Einde inhoudsopgave
Wet op de kansspelen
Artikel 1 [Verbodsbepaling]
Geldend
Geldend vanaf 01-04-2021
- Bronpublicatie:
20-02-2019, Stb. 2019, 127 (uitgifte: 27-03-2019, kamerstukken: 33996)
- Inwerkingtreding
01-04-2021
- Bronpublicatie inwerkingtreding:
29-01-2021, Stb. 2021, 45 (uitgifte: 04-02-2021, kamerstukken/regelingnummer: -)

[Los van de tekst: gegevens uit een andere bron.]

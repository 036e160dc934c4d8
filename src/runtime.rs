//! Worker runtime for simulated network requests.
//!
//! Background work (latency and randomness) runs on a dedicated
//! multi-thread tokio runtime, never on the delivery thread and never on
//! whichever runtime happens to be current when a factory is built. The
//! runtime is created on first use and never dropped, so work dispatched to
//! it always gets to run. Tests that want a paused clock opt in with
//! [`CallFactory::with_runtime`](crate::CallFactory::with_runtime).

use std::cell::RefCell;
use std::sync::LazyLock;

use tokio::runtime::{Builder, Handle, Runtime};

/// Process-wide worker runtime, one worker thread per CPU core.
static WORKER_RUNTIME: LazyLock<Runtime> = LazyLock::new(|| {
    Builder::new_multi_thread()
        .worker_threads(num_cpus::get())
        .thread_name("noted-worker")
        .enable_all()
        .build()
        .expect("Failed to create worker tokio runtime")
});

thread_local! {
    static CACHED_HANDLE: RefCell<Option<Handle>> = const { RefCell::new(None) };
}

/// Returns the process-wide worker runtime.
#[inline]
#[must_use]
pub fn global() -> &'static Runtime {
    &WORKER_RUNTIME
}

/// Returns a handle to the process-wide worker runtime.
///
/// The handle is cached per thread. It points at the worker runtime even
/// when called from inside another runtime.
///
/// # Examples
///
/// ```rust
/// let handle = noted::runtime::handle();
/// let joined = handle.spawn(async { 1 + 1 });
/// assert_eq!(noted::runtime::global().block_on(joined).unwrap(), 2);
/// ```
#[must_use]
pub fn handle() -> Handle {
    CACHED_HANDLE.with(|cached| {
        cached
            .borrow_mut()
            .get_or_insert_with(|| global().handle().clone())
            .clone()
    })
}

#[cfg(test)]
mod tests {
    use super::*;
    use rstest::rstest;
    use tokio::runtime::RuntimeFlavor;

    #[rstest]
    fn handle_spawns_onto_worker_runtime() {
        let obtained = handle();
        let value = global().block_on(async move { obtained.spawn(async { 42 }).await });
        assert_eq!(value.unwrap(), 42);
    }

    #[rstest]
    fn handle_outside_runtime_is_multi_thread() {
        assert_eq!(handle().runtime_flavor(), RuntimeFlavor::MultiThread);
    }

    #[rstest]
    #[tokio::test]
    async fn handle_inside_other_runtime_still_points_at_worker() {
        assert_eq!(Handle::current().runtime_flavor(), RuntimeFlavor::CurrentThread);
        assert_eq!(handle().runtime_flavor(), RuntimeFlavor::MultiThread);
    }
}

- Overige regelgevende instantie(s)
Ministerie van Financiën
Ministerie van Landbouw, Natuurbeheer en Visserij
- Vakgebied(en)
Financieel recht / Bijzondere onderwerpen
Kansspelbelasting (V)
Bijzonder strafrecht / Economisch strafrecht
Bestuursrecht algemeen / Bijzondere onderwerpen bestuursrecht
1.
Behoudens het in Titel Va van deze wet bepaalde is het verboden:
- a.
gelegenheid te geven om mede te dingen naar prijzen of premies, indien de aanwijzing der winnaars geschiedt door enige kansbepaling waarop de deelnemers in het algemeen geen overwegende invloed kunnen uitoefenen, tenzij daarvoor ingevolge deze wet vergunning is verleend;
- b.
de deelneming hetzij aan een onder a bedoelde gelegenheid, gegeven zonder vergunning ingevolge deze wet, hetzij aan een overeenkomstige gelegenheid, gegeven buiten het Rijk in Europa, te bevorderen, daartoe middelen te verschaffen of daartoe voor openbaarmaking of verspreiding bestemde stukken in voorraad te hebben;
- c.
gebruik te maken van een onder a bedoelde gelegenheid, wetende dat voor het geven daarvan geen vergunning ingevolge deze wet is verleend;
- d.
opzettelijk in strijd met de waarheid het vermoeden te wekken dat voor een gelegenheid als onder a bedoeld ingevolge deze wet vergunning is verleend, of dat aan de verleende vergunning geen voorschrift of niet al de gestelde voorschriften zijn verbonden.
2.
Het is verboden te handelen in strijd met de aan de verleende vergunning verbonden voorschriften.
3.
Het verbod, bedoeld in het eerste lid, onder c, is niet van toepassing ten aanzien van de ambtenaren en personen, bedoeld in artikel 34, eerste lid, bij de rechtmatige uitoefening van de bevoegdheid, bedoeld in artikel 34c.